PIVKA-II but not dp-ucMGP is associated with aortic calcification in chronic kidney disease.

Abstract

Background: Patients with chronic kidney disease (CKD) are susceptible to vascular calcification and vitamin K deficiency. Matrix gla protein (MGP) is a potent inhibitor of calcification requiring vitamin K for activation. Inactive MGP, i.e. dephosphorylated uncarboxylated MGP (dp-ucMGP), is frequently elevated in CKD along with protein induced by vitamin K absence (PIVKA-II). We investigated whether dp-ucMGP and PIVKA-II are useful markers of aortic calcification in CKD.

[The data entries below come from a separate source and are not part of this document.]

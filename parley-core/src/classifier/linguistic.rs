//! Linguistic classifier with lemma matching and name-span detection

use once_cell::sync::Lazy;
use regex::Regex;

use super::signal::{Emotion, Intent, SignalTuple, Tone};
use super::vocabulary::{CategorySet, Gazetteer, Token, TokenForms, Vocabulary, tokenize};
use super::{ClassifierStrategy, UtteranceClassifier};

/// Honorific followed by one or more capitalised words
static TITLED_NAME: Lazy<Regex> = Lazy::new(|| {
    Regex::new(
        r"\b(?:Dr|Mr|Mrs|Ms|Miss|Professor|Captain|Commissioner|General|Agent|King|Queen|Lord|Lady|Sir|Dame)\.?\s+[A-Z][\p{L}'-]*(?:\s+[A-Z][\p{L}'-]*)*",
    )
    .expect("valid title pattern")
});

/// Capitalised words that never start a person reference
const NON_NAMES: &[&str] = &[
    "i", "i'm", "i've", "i'll", "i'd", "god", "monday", "tuesday", "wednesday", "thursday",
    "friday", "saturday", "sunday", "ok", "okay",
];

/// Shortest stem kept after stripping a suffix
const MIN_STEM: usize = 3;

/// Candidate lemmas for a lower-cased word, the word itself first.
///
/// Strips possessive, plural, past-tense, gerund and adverb suffixes, restoring
/// a silent `e` or undoubling a final consonant where that yields a plausible
/// stem. A bare `-es` stem is only offered after a sibilant or `o`
/// (`kisses`, `heroes`), so `glades` yields `glade` but not `glad`.
pub fn lemma_candidates(word: &str) -> Vec<String> {
    let mut candidates = vec![word.to_string()];
    let mut push = |candidate: String| {
        if candidate.chars().count() >= MIN_STEM && !candidates.contains(&candidate) {
            candidates.push(candidate);
        }
    };

    let word = word
        .strip_suffix("'s")
        .or_else(|| word.strip_suffix("’s"))
        .inspect(|stem| push(stem.to_string()))
        .unwrap_or(word);

    for (suffix, replacement) in [("ies", "y"), ("ied", "y"), ("ily", "y"), ("ier", "y")] {
        if let Some(stem) = word.strip_suffix(suffix) {
            push(format!("{stem}{replacement}"));
        }
    }

    for suffix in ["ing", "ed", "es", "er", "ly", "s", "d"] {
        let Some(stem) = word.strip_suffix(suffix) else {
            continue;
        };
        if stem.chars().count() < MIN_STEM {
            continue;
        }
        if suffix != "es" || takes_es_plural(stem) {
            push(stem.to_string());
        }
        if suffix != "s" && suffix != "d" {
            push(format!("{stem}e"));
        }
        let mut chars = stem.chars().rev();
        if let (Some(last), Some(prev)) = (chars.next(), chars.next())
            && last == prev
            && !"aeiou".contains(last)
        {
            push(stem[..stem.len() - last.len_utf8()].to_string());
        }
    }

    candidates
}

/// Whether a stem forms its plural or third person with `-es`
fn takes_es_plural(stem: &str) -> bool {
    ["s", "x", "z", "ch", "sh", "o"]
        .iter()
        .any(|ending| stem.ends_with(ending))
}

/// Classifier that lemmatises tokens before vocabulary lookup and detects
/// person references from the gazetteer, honorifics and capitalised spans.
#[derive(Debug, Clone)]
pub struct LinguisticClassifier {
    vocabulary: Vocabulary,
    intents: CategorySet,
    emotions: CategorySet,
    tones: CategorySet,
    people: Gazetteer,
}

impl LinguisticClassifier {
    /// Compile a classifier from a vocabulary
    pub fn new(vocabulary: Vocabulary) -> Self {
        Self {
            intents: CategorySet::compile(&vocabulary.intents),
            emotions: CategorySet::compile(&vocabulary.emotions),
            tones: CategorySet::compile(&vocabulary.tones),
            people: Gazetteer::compile(&vocabulary.people),
            vocabulary,
        }
    }

    /// The vocabulary this classifier was built from
    pub fn vocabulary(&self) -> &Vocabulary {
        &self.vocabulary
    }

    /// First person reference in the text, by byte offset
    fn find_target(&self, text: &str, tokens: &[Token<'_>], forms: &TokenForms) -> Option<String> {
        let mut candidates: Vec<(usize, String)> = Vec::new();

        if let Some((index, name)) = self.people.earliest(forms) {
            candidates.push((tokens[index].start, name.to_string()));
        }

        if let Some(m) = TITLED_NAME.find(text) {
            candidates.push((m.start(), m.as_str().to_string()));
        }

        if let Some(span) = capitalised_span(text, tokens) {
            candidates.push(span);
        }

        candidates
            .into_iter()
            .min_by_key(|(start, _)| *start)
            .map(|(_, name)| name)
    }
}

impl Default for LinguisticClassifier {
    fn default() -> Self {
        Self::new(Vocabulary::default())
    }
}

/// Whether the token opens a sentence (so its capital letter says nothing)
fn starts_sentence(text: &str, token: &Token<'_>) -> bool {
    text[..token.start]
        .trim_end()
        .chars()
        .next_back()
        .is_none_or(|c| matches!(c, '.' | '!' | '?' | '"' | '“'))
}

fn is_capitalised(token: &Token<'_>) -> bool {
    token.text.chars().next().is_some_and(char::is_uppercase)
        && !NON_NAMES.contains(&token.lower.as_str())
}

/// First run of capitalised tokens that does not open a sentence
fn capitalised_span(text: &str, tokens: &[Token<'_>]) -> Option<(usize, String)> {
    let start = tokens
        .iter()
        .position(|t| is_capitalised(t) && !starts_sentence(text, t))?;

    let mut end = start;
    while end + 1 < tokens.len()
        && is_capitalised(&tokens[end + 1])
        && text[tokens[end].end..tokens[end + 1].start]
            .chars()
            .all(|c| c == ' ' || c == '-')
    {
        end += 1;
    }

    let span = &text[tokens[start].start..tokens[end].end];
    Some((tokens[start].start, span.to_string()))
}

impl UtteranceClassifier for LinguisticClassifier {
    fn classify(&self, text: &str) -> SignalTuple {
        let tokens = tokenize(text);
        let forms: TokenForms = tokens.iter().map(|t| lemma_candidates(&t.lower)).collect();

        let intent = if self.vocabulary.is_question(text) {
            Intent::Question
        } else {
            self.intents
                .first_match(&forms)
                .map(Intent::from)
                .unwrap_or(Intent::Statement)
        };

        SignalTuple {
            text: text.to_string(),
            intent,
            emotion: self.emotions.first_match(&forms).map(Emotion::from),
            tone: self.tones.first_match(&forms).map(Tone::from),
            target: self.find_target(text, &tokens, &forms),
        }
    }

    fn strategy(&self) -> ClassifierStrategy {
        ClassifierStrategy::Linguistic
    }
}

#[cfg(test)]
mod tests {
    use super::*;

    fn has_lemma(word: &str, lemma: &str) -> bool {
        lemma_candidates(word).iter().any(|c| c == lemma)
    }

    #[test]
    fn test_lemma_candidates() {
        assert!(has_lemma("loves", "love"));
        assert!(has_lemma("loving", "love"));
        assert!(has_lemma("hugging", "hug"));
        assert!(has_lemma("dated", "date"));
        assert!(has_lemma("battles", "battle"));
        assert!(has_lemma("consoled", "console"));
        assert!(has_lemma("cried", "cry"));
        assert!(has_lemma("angrily", "angry"));
        assert!(has_lemma("kissing", "kiss"));
        assert!(has_lemma("superman's", "superman"));
        assert_eq!(lemma_candidates("fight")[0], "fight");
    }

    #[test]
    fn test_lemma_candidates_do_not_overstrip() {
        assert!(has_lemma("glades", "glade"));
        assert!(!has_lemma("glades", "glad"));
        assert!(has_lemma("kisses", "kiss"));
        assert!(has_lemma("watches", "watch"));
        assert!(!has_lemma("bed", "b"));
        assert!(!has_lemma("madly", "ma"));

        let classifier = LinguisticClassifier::default();
        let signal = classifier.classify("We walked through the glades");
        assert_eq!(signal.emotion, None);
        assert_eq!(signal.intent, Intent::Statement);
    }

    #[test]
    fn test_inflected_intents() {
        let classifier = LinguisticClassifier::default();
        assert_eq!(classifier.classify("She loves you").intent, Intent::Flirt);
        assert_eq!(
            classifier.classify("We were fighting all night").intent,
            Intent::Challenge
        );
        assert_eq!(
            classifier.classify("He consoled me").intent,
            Intent::Comfort
        );
        assert_eq!(
            classifier.classify("She cried all day").emotion,
            Some(Emotion::Sadness)
        );
    }

    #[test]
    fn test_question_mark_still_wins() {
        let classifier = LinguisticClassifier::default();
        assert_eq!(classifier.classify("Kissing is fun?").intent, Intent::Question);
    }

    #[test]
    fn test_target_from_titled_name() {
        let classifier = LinguisticClassifier::default();
        let signal = classifier.classify("have you met Dr. Hamilton yet");
        assert_eq!(signal.target.as_deref(), Some("Dr. Hamilton"));
    }

    #[test]
    fn test_target_from_capitalised_span() {
        let classifier = LinguisticClassifier::default();
        let signal = classifier.classify("I think Lois Lane likes you");
        assert_eq!(signal.target.as_deref(), Some("Lois Lane"));
    }

    #[test]
    fn test_sentence_start_and_pronoun_are_not_targets() {
        let classifier = LinguisticClassifier::default();
        assert_eq!(classifier.classify("Yesterday I went home").target, None);
        assert_eq!(classifier.classify("Fine. I will go").target, None);
    }

    #[test]
    fn test_gazetteer_catches_sentence_initial_name() {
        let vocabulary = Vocabulary {
            people: vec!["Jimmy Olsen".to_string()],
            ..Default::default()
        };
        let classifier = LinguisticClassifier::new(vocabulary);
        let signal = classifier.classify("Jimmy Olsen took my photo");
        assert_eq!(signal.target.as_deref(), Some("Jimmy Olsen"));
    }

    #[test]
    fn test_earliest_reference_wins() {
        let vocabulary = Vocabulary {
            people: vec!["Jimmy".to_string()],
            ..Default::default()
        };
        let classifier = LinguisticClassifier::new(vocabulary);
        let signal = classifier.classify("tell Perry White that jimmy is late");
        assert_eq!(signal.target.as_deref(), Some("Perry White"));
    }
}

Methods: Patients with normal or reduced kidney function underwent a non-contrast computed tomography scan of the entire aorta with subsequent blinded standard calcification scoring of the aortic wall ad modum Agatston. Blood samples were analyzed for plasma concentrations of dp-ucMGP and PIVKA-II.

Results: 141 patients (104 with CKD stage 3-5) were included. In patients with/without CKD median (interquartile range) were dp-ucMGP 543 (503-744)/1078 (835-1682) pmol/l (P < 0.01); PIVKA-II 19.3 (16.3-23.5)/21.8 (17.2-36.8) ng/ml (P = 0.33) and aortic Agatston scores 1644 (729-4138)/7172 (2834-15360) (P < 0.01). Agatston score was positively associated with PIVKA-II (β = 0.71, P = 0.014, r² = 0.04) and tended to be so with dp-ucMGP (β = 0.44, P = 0.08, r² = 0.02). Age, estimated glomerular filtration rate (eGFR) and smoking status were also associated with Agatston score and remained so, along with PIVKA-II, when adjusted for potential confounders. However, the association between age and aortic Agatston score was stronger than for PIVKA-II, eGFR and smoking-status.

Conclusion: Vitamin K deficiency, as estimated through PIVKA-II, but not dp-ucMGP, is weakly associated with aortic Agatston score. Yet, as markers of aortic calcification, both were outperformed substantially by age, and neither surpassed smoking nor eGFR.

Clinicaltrials:

Gov identifier: NCT04114695.